DNA isolation, library preparation, and whole genome sequencing
Genomic DNA was extracted from the bacteriophages, as described by Irshad, Waqas & Saadia (2012), with minor adjustments. The purity and concentration of the DNA was evaluated using a Nanodrop Bioanalyzer N1000 (Thermo Scientific, Waltham, MA, USA). In addition, sequencing libraries were prepared by shearing 1 µg of the phage DNA, to generate blunt-ended fragments, after which the Ion adapters were linked using an Ion Xpress™ Fragment Library Kit (Life Technologies, Carlsbad, CA, USA), in accordance with the manufacturer’s instructions. The produced fragments were amplified employing the Ion OneTouch 200 Template kit (Life Technologies, Carlsbad, CA, USA). Furthermore, libraries were sequenced on an Ion Torrent PGM semiconductor sequencer using the Ion Torrent 314 chip, by applying the standard protocol (Life Technologies, Carlsbad, CA, USA).

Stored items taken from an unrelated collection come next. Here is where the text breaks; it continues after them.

//! TUI application state

use crate::engine::{number::format_number, Engine};
use crate::keypad::{ButtonKind, Keypad};

/// Calculator application state
///
/// Owns the engine and the keypad model, routes button presses into engine
/// operations, and keeps press feedback on the last activated key.
#[derive(Debug)]
pub struct CalculatorApp {
    /// The arithmetic engine
    engine: Engine,
    /// The on-screen pad
    keypad: Keypad,
    /// Whether the app should quit
    should_quit: bool,
}

impl Default for CalculatorApp {
    fn default() -> Self {
        Self::new()
    }
}

impl CalculatorApp {
    /// Creates a new calculator app
    #[must_use]
    pub fn new() -> Self {
        Self {
            engine: Engine::new(),
            keypad: Keypad::new(),
            should_quit: false,
        }
    }

    /// Returns the engine
    #[must_use]
    pub fn engine(&self) -> &Engine {
        &self.engine
    }

    /// Returns the keypad
    #[must_use]
    pub fn keypad(&self) -> &Keypad {
        &self.keypad
    }

    /// Returns the display string
    #[must_use]
    pub fn display(&self) -> &str {
        self.engine.display()
    }

    /// Returns whether the app should quit
    #[must_use]
    pub fn should_quit(&self) -> bool {
        self.should_quit
    }

    /// Sets the quit flag
    pub fn quit(&mut self) {
        self.should_quit = true;
    }

    /// Activates a button: press feedback plus the wired engine operation
    pub fn press(&mut self, kind: ButtonKind) {
        self.keypad.highlight(kind);
        kind.press(&mut self.engine);
    }

    /// Activates the button under a click, if any
    ///
    /// `width` and `height` are the pad interior size; `x` and `y` are
    /// relative to its top-left corner. Returns the activated button.
    pub fn click(&mut self, width: u16, height: u16, x: u16, y: u16) -> Option<ButtonKind> {
        let kind = self.keypad.hit_test(width, height, x, y)?;
        self.press(kind);
        Some(kind)
    }

    /// Returns the status line under the display
    ///
    /// Shows the banked operand and the pending operator while one is
    /// chosen, so chained entry stays visible.
    #[must_use]
    pub fn status(&self) -> String {
        match self.engine.pending() {
            Some(op) => format!("{} {}", format_number(self.engine.accumulated()), op.glyph()),
            None => "ready".to_string(),
        }
    }
}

Sequence assembly and annotation
Raw sequencing reads were trimmed and masked using the FASTQ Trimmer and the FASTQ Masker Galaxy Tools Version 1.0.0 (Blankenberg, Gordon & Kuster, 2010), which were assembled by the 454 Newbler Assembler software (Roche Applied Science, IN). The collected contigs were visualized and validated by Consed (Gordon & Green, 2013), resulting in the presence of contigs in each phage, which demonstrated a 60-fold sequence read coverage approximately. In addition, sequence homology analysis and assignment to the phage clusters were performed using BLASTn against the Bacillus phage database (http://bacillus.phagesdb.org/: 09/2016) (Altschul et al., 1990). The genome sequences of each phage were annotated using the NCBI Prokaryotic Annotation Pipeline. In addition, protein alignment was used for gene predictions to guarantee the consistency of the annotation for closely related genomes. ProSplign (protein aligner software) was utilized to align all the protein sequences. For further refinement, frameshifted alignments and partial alignments were processed using a gene prediction program (GeneMarkS+), and final annotations were established by searching against bacterial and bacteriophage proteins in the SwissProt database (Besemer, Lomsadze & Borodovsky, 2001). The gene predictions were verified using the CPT (Center for Phage Technology) Galaxy (https://cpt.tamu.edu/galaxy-pub/). Furthermore, for genome-wide analyses and other searches, a Phamerator software was employed (Cresawn et al., 2011). Subsequently, conserved domains relationships within genes were determined. Proteins were assorted into “Phamilies” (generally referred to as “Phams”), which are groups of proteins that are largely similar to one another. BLASTp and ClustalW were used to determine the pairwise alignment scores (Cresawn et al., 2011). Phage RNA Polymerase and RNP-recognized promoters were located using the extractupstreamDNA software (https://github.com/ajvilleg/extractUpStreamDNA), after which the MEME program (http://meme-suite.org) was used for motifs elicitation (Bailey & Elkan, 1994; Bailey et al., 2009).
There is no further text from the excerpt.